At the exhibition will feature the works of 20 Israeli and 18 Hungarian artists with the participation of three Israeli and three Hungarian curators. The exhibition presents traditional and alternative, contemporary interpretations of landscape depiction, from plein-air painting to symbolic expressions. The works presented in thematic groups reflect each other and create a comprehensive, contemporary art landscape, Attila Turi – MMA president explained Q.: “The opportunity to show the power of art in this way, despite the depressing events, strengthens the connection between the culturally diverse Jerusalem and the city’s supportive community around the world.”

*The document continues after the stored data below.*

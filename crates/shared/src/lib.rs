//! Shared infrastructure for CourseHub services.
//!
//! Currently this covers database pool construction and migrations; anything
//! that more than one binary needs belongs here.

use std::time::Duration;

use sqlx::postgres::PgPoolOptions;
use sqlx::PgPool;

/// Default connection pool size. The API is request-per-task; ten
/// connections comfortably cover the handful of queries in flight.
const MAX_CONNECTIONS: u32 = 10;

/// Create the application database pool.
pub async fn create_pool(database_url: &str) -> Result<PgPool, sqlx::Error> {
    PgPoolOptions::new()
        .max_connections(MAX_CONNECTIONS)
        .acquire_timeout(Duration::from_secs(5))
        .connect(database_url)
        .await
}

/// Apply pending migrations from the workspace `migrations/` directory.
pub async fn run_migrations(pool: &PgPool) -> Result<(), sqlx::migrate::MigrateError> {
    tracing::info!("Applying database migrations");
    sqlx::migrate!("../../migrations").run(pool).await
}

“The request to implement the exhibition came in a terrible situation, it was clear that we had to make this gesture,” said Lajos Kemecsi – director general of the Museum of Ethnography and added Q.:  The institution is no stranger to hosting such an exhibition, a contemporary exhibition can still be seen in the museum.  The short deadline was a challenge, but it proved the preparedness and willingness to cooperate.  László Koppány Csáji director of the MMA’s Art Theory and Methodological Research Institute, recalled that at the beginning of November, when the invitation arrived, it seemed almost impossible to create an international exhibition of this weight. With the exhibition, we express our solidarity and connect Israeli art with Hungarian art, said the director. He pointed out that the works of art displayed in the 800 square meter space of the Ethnographic Museum reflect to each other.
Curator Vera Pilpoul from Italy, who organized the exhibition “Behind the Mask” in the small town of Casale Monferrato – Italy, signed in online at the press conference. She said: the theme of the accepted exhibition was the Book of Esther, and Israeli and Italian artists presented themselves. The large-scale works had to be reproduced on site, alongside the contemporary works, the ancient Scroll of Esther was also visible, added the curator.

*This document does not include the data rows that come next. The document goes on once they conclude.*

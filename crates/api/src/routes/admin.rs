//! Admin routes: course and video management, enrollment roster
//!
//! Every handler here sits behind the access gate and the admin role gate.
//! List endpoints take optional filters and fall back to an unfiltered
//! listing when the filters are absent; several UI screens depend on the
//! unfiltered form.

use axum::extract::{Path, Query, State};
use axum::Json;
use serde::{Deserialize, Serialize};
use sqlx::FromRow;
use time::Date;

use crate::error::{ApiError, ApiResult};
use crate::response::Envelope;
use crate::state::AppState;

use super::{Course, COURSE_COLUMNS};

// =============================================================================
// Courses
// =============================================================================

#[derive(Debug, Deserialize)]
pub struct AllCoursesQuery {
    pub start_date: Option<Date>,
    pub end_date: Option<Date>,
}

/// List courses, optionally restricted to those running across the given
/// date range.
pub async fn all_courses(
    State(state): State<AppState>,
    Query(query): Query<AllCoursesQuery>,
) -> ApiResult<Envelope<Vec<Course>>> {
    let courses: Vec<Course> = match (query.start_date, query.end_date) {
        (Some(start_date), Some(end_date)) => {
            sqlx::query_as(&format!(
                "SELECT {COURSE_COLUMNS} FROM courses c \
                 WHERE c.start_date <= $1 AND c.end_date >= $2"
            ))
            .bind(start_date)
            .bind(end_date)
            .fetch_all(&state.pool)
            .await?
        }
        _ => {
            sqlx::query_as(&format!(
                "SELECT {COURSE_COLUMNS} FROM courses c ORDER BY c.course_id DESC"
            ))
            .fetch_all(&state.pool)
            .await?
        }
    };

    Ok(Envelope::success(courses))
}

#[derive(Debug, Deserialize)]
#[serde(rename_all = "camelCase")]
pub struct CourseRequest {
    #[serde(default)]
    pub course_name: Option<String>,
    #[serde(default, rename = "desc")]
    pub description: Option<String>,
    #[serde(default)]
    pub fees: Option<i64>,
    #[serde(default)]
    pub start_date: Option<Date>,
    #[serde(default)]
    pub end_date: Option<Date>,
    #[serde(default)]
    pub video_expire_days: Option<i32>,
}

struct CourseFields {
    course_name: String,
    description: Option<String>,
    fees: i64,
    start_date: Date,
    end_date: Date,
    video_expire_days: i32,
}

/// Presence check for the course mutations. The description may be empty;
/// everything else is required.
fn require_course_fields(req: CourseRequest) -> ApiResult<CourseFields> {
    match (
        req.course_name,
        req.fees,
        req.start_date,
        req.end_date,
        req.video_expire_days,
    ) {
        (Some(course_name), Some(fees), Some(start_date), Some(end_date), Some(video_expire_days))
            if !course_name.is_empty() =>
        {
            Ok(CourseFields {
                course_name,
                description: req.description,
                fees,
                start_date,
                end_date,
                video_expire_days,
            })
        }
        _ => Err(ApiError::Validation("All fields are required".to_string())),
    }
}

pub async fn add_course(
    State(state): State<AppState>,
    Json(req): Json<CourseRequest>,
) -> ApiResult<Envelope<&'static str>> {
    let fields = require_course_fields(req)?;

    sqlx::query(
        "INSERT INTO courses (course_name, description, fees, start_date, end_date, video_expire_days) \
         VALUES ($1, $2, $3, $4, $5, $6)",
    )
    .bind(&fields.course_name)
    .bind(&fields.description)
    .bind(fields.fees)
    .bind(fields.start_date)
    .bind(fields.end_date)
    .bind(fields.video_expire_days)
    .execute(&state.pool)
    .await?;

    tracing::info!(course_name = %fields.course_name, "course added");

    Ok(Envelope::success("Course added successfully"))
}

pub async fn update_course(
    State(state): State<AppState>,
    Path(course_id): Path<i32>,
    Json(req): Json<CourseRequest>,
) -> ApiResult<Envelope<&'static str>> {
    let fields = require_course_fields(req)?;

    sqlx::query(
        "UPDATE courses SET course_name = $1, description = $2, fees = $3, \
         start_date = $4, end_date = $5, video_expire_days = $6 \
         WHERE course_id = $7",
    )
    .bind(&fields.course_name)
    .bind(&fields.description)
    .bind(fields.fees)
    .bind(fields.start_date)
    .bind(fields.end_date)
    .bind(fields.video_expire_days)
    .bind(course_id)
    .execute(&state.pool)
    .await?;

    Ok(Envelope::success("Course updated successfully"))
}

pub async fn delete_course(
    State(state): State<AppState>,
    Path(course_id): Path<i32>,
) -> ApiResult<Envelope<&'static str>> {
    sqlx::query("DELETE FROM courses WHERE course_id = $1")
        .bind(course_id)
        .execute(&state.pool)
        .await?;

    tracing::info!(course_id = course_id, "course deleted");

    Ok(Envelope::success("Course deleted successfully"))
}

// =============================================================================
// Videos
// =============================================================================

#[derive(Debug, Deserialize)]
pub struct AllVideosQuery {
    #[serde(rename = "courseId")]
    pub course_id: Option<i32>,
}

/// Video row joined with its course name for the admin listing.
#[derive(Debug, Serialize, FromRow)]
pub struct VideoWithCourse {
    pub video_id: i32,
    pub course_id: i32,
    pub title: String,
    pub description: Option<String>,
    pub youtube_url: Option<String>,
    pub added_at: Date,
    pub course_name: String,
}

const VIDEO_COLUMNS: &str =
    "v.video_id, v.course_id, v.title, v.description, v.youtube_url, v.added_at, c.course_name";

/// List videos with their course names, optionally for one course.
pub async fn all_videos(
    State(state): State<AppState>,
    Query(query): Query<AllVideosQuery>,
) -> ApiResult<Envelope<Vec<VideoWithCourse>>> {
    let videos: Vec<VideoWithCourse> = match query.course_id {
        Some(course_id) => {
            sqlx::query_as(&format!(
                "SELECT {VIDEO_COLUMNS} FROM videos v \
                 INNER JOIN courses c ON v.course_id = c.course_id \
                 WHERE v.course_id = $1 \
                 ORDER BY v.video_id DESC"
            ))
            .bind(course_id)
            .fetch_all(&state.pool)
            .await?
        }
        None => {
            sqlx::query_as(&format!(
                "SELECT {VIDEO_COLUMNS} FROM videos v \
                 INNER JOIN courses c ON v.course_id = c.course_id \
                 ORDER BY v.video_id DESC"
            ))
            .fetch_all(&state.pool)
            .await?
        }
    };

    Ok(Envelope::success(videos))
}

#[derive(Debug, Deserialize)]
#[serde(rename_all = "camelCase")]
pub struct VideoRequest {
    #[serde(default)]
    pub course_id: Option<i32>,
    #[serde(default)]
    pub title: Option<String>,
    #[serde(default, rename = "desc")]
    pub description: Option<String>,
    #[serde(default, rename = "youtubeURL")]
    pub youtube_url: Option<String>,
}

struct VideoFields {
    course_id: i32,
    title: String,
    description: Option<String>,
    youtube_url: Option<String>,
}

/// Presence check for the video mutations. The URL may be absent: videos
/// are sometimes registered before upload.
fn require_video_fields(req: VideoRequest) -> ApiResult<VideoFields> {
    match (req.course_id, req.title) {
        (Some(course_id), Some(title)) if !title.is_empty() => Ok(VideoFields {
            course_id,
            title,
            description: req.description,
            youtube_url: req.youtube_url,
        }),
        _ => Err(ApiError::Validation("All fields are required".to_string())),
    }
}

/// Add a video; `added_at` stamps the current date.
pub async fn add_video(
    State(state): State<AppState>,
    Json(req): Json<VideoRequest>,
) -> ApiResult<Envelope<&'static str>> {
    let fields = require_video_fields(req)?;

    sqlx::query(
        "INSERT INTO videos (course_id, title, description, youtube_url, added_at) \
         VALUES ($1, $2, $3, $4, CURRENT_DATE)",
    )
    .bind(fields.course_id)
    .bind(&fields.title)
    .bind(&fields.description)
    .bind(&fields.youtube_url)
    .execute(&state.pool)
    .await?;

    tracing::info!(course_id = fields.course_id, title = %fields.title, "video added");

    Ok(Envelope::success("Video added successfully"))
}

pub async fn update_video(
    State(state): State<AppState>,
    Path(video_id): Path<i32>,
    Json(req): Json<VideoRequest>,
) -> ApiResult<Envelope<&'static str>> {
    let fields = require_video_fields(req)?;

    sqlx::query(
        "UPDATE videos SET course_id = $1, title = $2, description = $3, youtube_url = $4 \
         WHERE video_id = $5",
    )
    .bind(fields.course_id)
    .bind(&fields.title)
    .bind(&fields.description)
    .bind(&fields.youtube_url)
    .bind(video_id)
    .execute(&state.pool)
    .await?;

    Ok(Envelope::success("Video updated successfully"))
}

pub async fn delete_video(
    State(state): State<AppState>,
    Path(video_id): Path<i32>,
) -> ApiResult<Envelope<&'static str>> {
    sqlx::query("DELETE FROM videos WHERE video_id = $1")
        .bind(video_id)
        .execute(&state.pool)
        .await?;

    tracing::info!(video_id = video_id, "video deleted");

    Ok(Envelope::success("Video deleted successfully"))
}

// =============================================================================
// Enrollment roster
// =============================================================================

#[derive(Debug, Deserialize)]
pub struct EnrolledStudentsQuery {
    #[serde(rename = "courseId")]
    pub course_id: Option<i32>,
}

/// Enrollment row joined with its course name. The join is LEFT: a student
/// row pointing at a deleted course still shows up, with a null name.
#[derive(Debug, Serialize, FromRow)]
pub struct EnrolledStudent {
    pub name: String,
    pub email: String,
    pub course_id: i32,
    pub mobile_no: String,
    pub course_name: Option<String>,
}

const STUDENT_COLUMNS: &str = "s.name, s.email, s.course_id, s.mobile_no, c.course_name";

/// List enrolled students, optionally for one course.
pub async fn enrolled_students(
    State(state): State<AppState>,
    Query(query): Query<EnrolledStudentsQuery>,
) -> ApiResult<Envelope<Vec<EnrolledStudent>>> {
    let students: Vec<EnrolledStudent> = match query.course_id {
        Some(course_id) => {
            sqlx::query_as(&format!(
                "SELECT {STUDENT_COLUMNS} FROM students s \
                 LEFT JOIN courses c ON s.course_id = c.course_id \
                 WHERE s.course_id = $1 \
                 ORDER BY s.email ASC"
            ))
            .bind(course_id)
            .fetch_all(&state.pool)
            .await?
        }
        None => {
            sqlx::query_as(&format!(
                "SELECT {STUDENT_COLUMNS} FROM students s \
                 LEFT JOIN courses c ON s.course_id = c.course_id \
                 ORDER BY s.email ASC"
            ))
            .fetch_all(&state.pool)
            .await?
        }
    };

    Ok(Envelope::success(students))
}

Tibor Munkácsy Award-winning painter Iski Kocsis, one of the curators and director of the Budapest exhibition, spoke about how the Israeli and Hungarian works can be seen in 5 thematic groups in Budapest, reflecting on the landscape, the land, the homeland. The exhibited works include oil paintings, large-scale drawings and photography. The Hungarian artists included young people and several Kossuth Prize winners, he said. Among other things, the thematic groups are built around the dystopian landscape, landscape as environment and home, the relationship between landscape and man, and landscape and ecological thinking. The curator also said that the title of the original project, which was not realized in Jerusalem, was Landscape, Landscape, Landscape.

In addition to Tibor Iski Kocsis, the curators of the exhibition were Nehemja Boáz, Ofer Kahana, Victor Rjabkin and Avi Róth.